Alexandre Lobanov, une voix muette qui crie jusqu'à nous, exporevue, magazine, art vivant et actualité
Alexandre Lobanov, une voix muette qui crie jusqu'à nous

Alexandre Lobanov

Document de présentation de l'exposition artistes autres à Yaroslav en 1999.
En bas à gauche, moulins à vent d'Alexandre Lobanov



Cet artiste singulier vit toujours dans l'hôpital psychiatrique où il est entré jeune homme

Douleur d'être au monde














Triple nuit














Première fois en Occident














Sortir de son encadrement psychiatrique














Puissance de suggestion














Agressivité implacable














Le maître à la kalachnikov














Détournement des images














Caractère cocasse














Soixante ans de solitude














Paysannerie nostalgique














Image confession

Si la douleur d'être au monde s'est incarnée dans un homme, c'est bien dans Alexandre Lobanov. Quel destin, le sien ! Et quelle extraordinaire volonté habite cet homme pour lui donner l'énergie de résister à toutes les oppressions, pour réaliser une oeuvre stupéfiante, dont une partie sera bientôt visible en France, pendant un temps malheureusement trop court.

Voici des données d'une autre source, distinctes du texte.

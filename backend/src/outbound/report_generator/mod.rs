//! Report-generation adapters.

mod disabled;
mod http_client;

pub use disabled::DisabledReportGenerator;
pub use http_client::ReportGeneratorHttpClient;
//! HTTP adapter mapping for domain errors.
//!
//! Purpose: keep the domain error type HTTP-agnostic while allowing Actix
//! handlers to turn domain failures into consistent JSON responses and status
//! codes.

use actix_web::error::{JsonPayloadError, PathError, QueryPayloadError};
use actix_web::{HttpRequest, HttpResponse, ResponseError, http::StatusCode, web};
use serde_json::json;
use tracing::{error, warn};

use crate::domain::{Error, ErrorCode};
use crate::middleware::TRACE_ID_HEADER;

pub use crate::domain::ApiResult;

fn status_for(code: ErrorCode) -> StatusCode {
    match code {
        ErrorCode::InvalidRequest => StatusCode::BAD_REQUEST,
        ErrorCode::Unauthorized => StatusCode::UNAUTHORIZED,
        ErrorCode::Forbidden => StatusCode::FORBIDDEN,
        ErrorCode::NotFound => StatusCode::NOT_FOUND,
        ErrorCode::Conflict => StatusCode::CONFLICT,
        ErrorCode::ServiceUnavailable => StatusCode::SERVICE_UNAVAILABLE,
        ErrorCode::InternalError => StatusCode::INTERNAL_SERVER_ERROR,
    }
}

fn redact_if_internal(error: &Error) -> Error {
    if matches!(error.code(), ErrorCode::InternalError) {
        let mut redacted = Error::internal("Internal server error");
        if let Some(id) = error.trace_id() {
            redacted = redacted.with_trace_id(id.to_owned());
        }
        redacted
    } else {
        error.clone()
    }
}

impl ResponseError for Error {
    fn status_code(&self) -> StatusCode {
        status_for(self.code())
    }

    fn error_response(&self) -> HttpResponse {
        let status = self.status_code();
        if status.is_server_error() {
            error!(code = ?self.code(), message = %self.message(), "request failed");
        } else {
            warn!(code = ?self.code(), message = %self.message(), "request rejected");
        }

        let mut builder = HttpResponse::build(status);
        if let Some(id) = self.trace_id() {
            builder.insert_header((TRACE_ID_HEADER, id.to_owned()));
        }

        builder.json(redact_if_internal(self))
    }
}

impl From<actix_web::Error> for Error {
    fn from(err: actix_web::Error) -> Self {
        // Do not leak implementation details to clients.
        error!(error = %err, "actix error promoted to domain error");
        Error::internal("Internal server error")
    }
}

fn malformed(code: &str, detail: impl std::fmt::Display) -> Error {
    Error::invalid_request(format!("잘못된 요청입니다: {detail}")).with_details(json!({
        "code": code,
    }))
}

/// JSON extractor settings reporting body errors as domain `InvalidRequest`.
pub fn json_config() -> web::JsonConfig {
    web::JsonConfig::default()
        .error_handler(|err: JsonPayloadError, _req: &HttpRequest| {
            malformed("malformed_body", &err).into()
        })
}

/// Path extractor settings reporting bad identifiers as domain `InvalidRequest`.
pub fn path_config() -> web::PathConfig {
    web::PathConfig::default()
        .error_handler(|err: PathError, _req: &HttpRequest| malformed("invalid_path", &err).into())
}

/// Query extractor settings reporting bad parameters as domain `InvalidRequest`.
pub fn query_config() -> web::QueryConfig {
    web::QueryConfig::default().error_handler(|err: QueryPayloadError, _req: &HttpRequest| {
        malformed("invalid_query", &err).into()
    })
}

#[cfg(test)]
mod tests;
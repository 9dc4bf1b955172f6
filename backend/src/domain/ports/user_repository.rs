//! Port for user account persistence.

use async_trait::async_trait;

use crate::domain::value_objects::Email;
use crate::domain::{User, UserId};

use super::define_port_error;

define_port_error! {
    /// Persistence errors raised by user repository adapters.
    pub enum UserRepositoryError {
        /// Repository connection could not be established.
        Connection => "user repository connection failed: {message}",
        /// Query or mutation failed during execution.
        Query => "user repository query failed: {message}",
        /// The email address is already registered.
        Duplicate => "user already exists: {message}",
    }
}

#[cfg_attr(test, mockall::automock)]
#[async_trait]
pub trait UserRepository: Send + Sync {
    async fn find_by_id(&self, id: &UserId) -> Result<Option<User>, UserRepositoryError>;

    async fn exists_by_email(&self, email: &Email) -> Result<bool, UserRepositoryError>;

    /// Insert a new account; emails are unique.
    async fn create(&self, user: &User) -> Result<(), UserRepositoryError>;

    async fn update(&self, user: &User) -> Result<(), UserRepositoryError>;
}
//! Strongly typed aggregate identifiers.

use std::fmt;
use std::str::FromStr;

use serde::{Deserialize, Serialize};
use uuid::Uuid;

macro_rules! define_id {
    ($(#[$meta:meta])* $name:ident) => {
        $(#[$meta])*
        #[derive(Debug, Clone, Copy, PartialEq, Eq, Hash, PartialOrd, Ord, Serialize, Deserialize)]
        #[serde(transparent)]
        pub struct $name(Uuid);

        impl $name {
            /// Generate a new random identifier.
            pub fn random() -> Self {
                Self(Uuid::new_v4())
            }

            /// Wrap an existing UUID.
            pub const fn from_uuid(uuid: Uuid) -> Self {
                Self(uuid)
            }

            /// Access the underlying UUID.
            pub const fn as_uuid(&self) -> &Uuid {
                &self.0
            }
        }

        impl fmt::Display for $name {
            fn fmt(&self, f: &mut fmt::Formatter<'_>) -> fmt::Result {
                fmt::Display::fmt(&self.0, f)
            }
        }

        impl FromStr for $name {
            type Err = uuid::Error;

            fn from_str(s: &str) -> Result<Self, Self::Err> {
                Uuid::parse_str(s).map(Self)
            }
        }

        impl From<Uuid> for $name {
            fn from(value: Uuid) -> Self {
                Self(value)
            }
        }
    };
}

define_id! {
    /// Identifier of a registered user (guardian, counselor or admin).
    UserId
}

define_id! {
    /// Identifier of a child under care.
    ChildId
}

define_id! {
    /// Identifier of a care institution.
    InstitutionId
}

define_id! {
    /// Identifier of an institution review.
    ReviewId
}

define_id! {
    /// Identifier of a counsel request.
    CounselRequestId
}

define_id! {
    /// Identifier of a counsel report.
    CounselReportId
}
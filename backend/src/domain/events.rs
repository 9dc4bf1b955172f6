//! Domain events queued by aggregates.
//!
//! Aggregates record events while they change state; services drain them
//! with `take_events()` once the change is persisted and hand them to
//! [`publish`], which emits one structured log event per domain event.

use tracing::info;

use super::counsel_report::CounselReportStatus;
use super::counsel_request::CounselRequestStatus;
use super::{CounselReportId, CounselRequestId, InstitutionId, ReviewId, TraceId, UserId};

/// Something that happened to an aggregate.
#[derive(Debug, Clone, PartialEq, Eq)]
pub enum DomainEvent {
    /// A guardian posted a review.
    ReviewPosted {
        review_id: ReviewId,
        institution_id: InstitutionId,
        author_id: UserId,
        rating: u8,
    },
    /// A counsel report moved along its status lattice.
    CounselReportStatusChanged {
        report_id: CounselReportId,
        from: CounselReportStatus,
        to: CounselReportStatus,
    },
    /// A counsel request moved along its lifecycle.
    CounselRequestStatusChanged {
        request_id: CounselRequestId,
        from: CounselRequestStatus,
        to: CounselRequestStatus,
    },
}

impl DomainEvent {
    /// Stable event name used as the log `event` field.
    #[must_use]
    pub const fn name(&self) -> &'static str {
        match self {
            Self::ReviewPosted { .. } => "review_posted",
            Self::CounselReportStatusChanged { .. } => "counsel_report_status_changed",
            Self::CounselRequestStatusChanged { .. } => "counsel_request_status_changed",
        }
    }
}

/// Emit drained events as structured log records.
pub fn publish(events: impl IntoIterator<Item = DomainEvent>) {
    let trace_id = TraceId::current().map(|id| id.to_string());
    for event in events {
        match &event {
            DomainEvent::ReviewPosted {
                review_id,
                institution_id,
                author_id,
                rating,
            } => info!(
                event = event.name(),
                trace_id = trace_id.as_deref(),
                %review_id,
                %institution_id,
                %author_id,
                rating,
                "domain event"
            ),
            DomainEvent::CounselReportStatusChanged {
                report_id,
                from,
                to,
            } => info!(
                event = event.name(),
                trace_id = trace_id.as_deref(),
                %report_id,
                from = from.as_str(),
                to = to.as_str(),
                "domain event"
            ),
            DomainEvent::CounselRequestStatusChanged {
                request_id,
                from,
                to,
            } => info!(
                event = event.name(),
                trace_id = trace_id.as_deref(),
                %request_id,
                from = from.as_str(),
                to = to.as_str(),
                "domain event"
            ),
        }
    }
}
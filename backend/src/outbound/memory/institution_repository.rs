//! In-memory institution storage.

use async_trait::async_trait;

use super::{PoisonedStore, Table};
use crate::domain::ports::{InstitutionRepository, InstitutionRepositoryError};
use crate::domain::{Institution, InstitutionId, InstitutionRecord};

/// [`InstitutionRepository`] backed by a [`Table`].
#[derive(Debug)]
pub struct MemoryInstitutionRepository {
    table: Table<InstitutionId, InstitutionRecord>,
}

impl Default for MemoryInstitutionRepository {
    fn default() -> Self {
        Self {
            table: Table::new("institution"),
        }
    }
}

fn record_of(institution: &Institution) -> InstitutionRecord {
    InstitutionRecord {
        id: institution.id(),
        name: institution.name().clone(),
        address: institution.address().clone(),
        phone: institution.phone().cloned(),
        created_at: institution.created_at(),
        updated_at: institution.updated_at(),
    }
}

fn store_error(error: PoisonedStore) -> InstitutionRepositoryError {
    InstitutionRepositoryError::query(error.to_string())
}

#[async_trait]
impl InstitutionRepository for MemoryInstitutionRepository {
    async fn find_by_id(
        &self,
        id: &InstitutionId,
    ) -> Result<Option<Institution>, InstitutionRepositoryError> {
        self.table
            .read(|rows| rows.get(id).cloned().map(Institution::restore))
            .map_err(store_error)
    }

    async fn exists(&self, id: &InstitutionId) -> Result<bool, InstitutionRepositoryError> {
        self.table
            .read(|rows| rows.contains_key(id))
            .map_err(store_error)
    }

    async fn save(&self, institution: &Institution) -> Result<(), InstitutionRepositoryError> {
        let record = record_of(institution);
        self.table
            .write(|rows| {
                rows.insert(record.id, record);
            })
            .map_err(store_error)
    }
}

L'oeuvre d'Alexandre Lobanov vient à nous à travers la triple nuit de la maladie, de l'enfermement et de la censure politique. L'homme est né en 1924 à Maloga, dans la province de Yaroslav en URSS. A six ans,il devient sourd et muet à la suite d'une méningite. Il y a bien dans sa ville une école pour sourds-muets, mais elle sera bientôt fermée et toute la population sera déportée. Non pour raisons politiques, mais pour cause de rationalité technocratique : la région sera mise sous eau, sous le gigantesque lac artificiel de Rybinsk (1947). Drame individuel dans la tragédie d'un peuple, il est trop tard pour soigner, même pour rééduquer, le jeune Alexandre Lobanov. Considéré comme un simple d'esprit, il sera interné dans l'asile psychiatrique régional de Yaroslav. Et c'est là qu'il commence timidement à recopier des images qui lui tombent sous la main, puis à fabriquer des collages, puis des oeuvres de plus en plus originales. Cette activité lui vaut un allègement de son régime psychiatrique ; il est transféré dans un hôpital moins restrictif à Afonino. Il y vit toujours, bientôt octogénaire. Mais quelque chose a changé dans sa vie. En 1987, un psychiatre à l'esprit ouvert, Vladimir Gavrilov, influencé par les idées occidentales sur la psychopathologie de l'expression ou encore par l'art-thérapie, le prend sous sa protection. Il organise une première exposition de ses oeuvres à l'université de Yaroslav, puis il fonde une association pour sauvegarder, collecter et étudier ses oeuvres et celles d'autres artistes. Avec la fin de l'URSS et la difficile renaissance de la Russie, les expositions d'art marginal deviennent de plus en plus fréquentes. Dans la confusion la plus totale les oeuvres d'Alexandre Lobanov sont invitées à participer aux présentations d'artistes interdits, marginaux ou dissidents, voire à rejoindre le camp de l'art brut. En 1997, ses oeuvres sortent pour la première fois en Occident, à Kassel et en 2001, quelques-unes sont présentées à Villeneuve d'Asq dans l'exposition La planète exilée.


Alexandre Lobanov

Alexandre Lobanov fait feu sur le psychiatre


Pour une appréciation plus juste de cette oeuvre, pour la présenter au regard dessillé des amateurs sans préjugés, il est important de la faire sortir de son encadrement psychiatrique. Or, une chance inattendue s'est présentée à l'artiste interné. Il se trouve que la ville de Yaroslav est jumelée à Poitiers. Sous l'égide des dieux protecteurs des villes jumelles, les universités de Poitiers et de Yaroslav organisent conjointement en février 2002 la première exposition monographique d'Alexandre Lobanov.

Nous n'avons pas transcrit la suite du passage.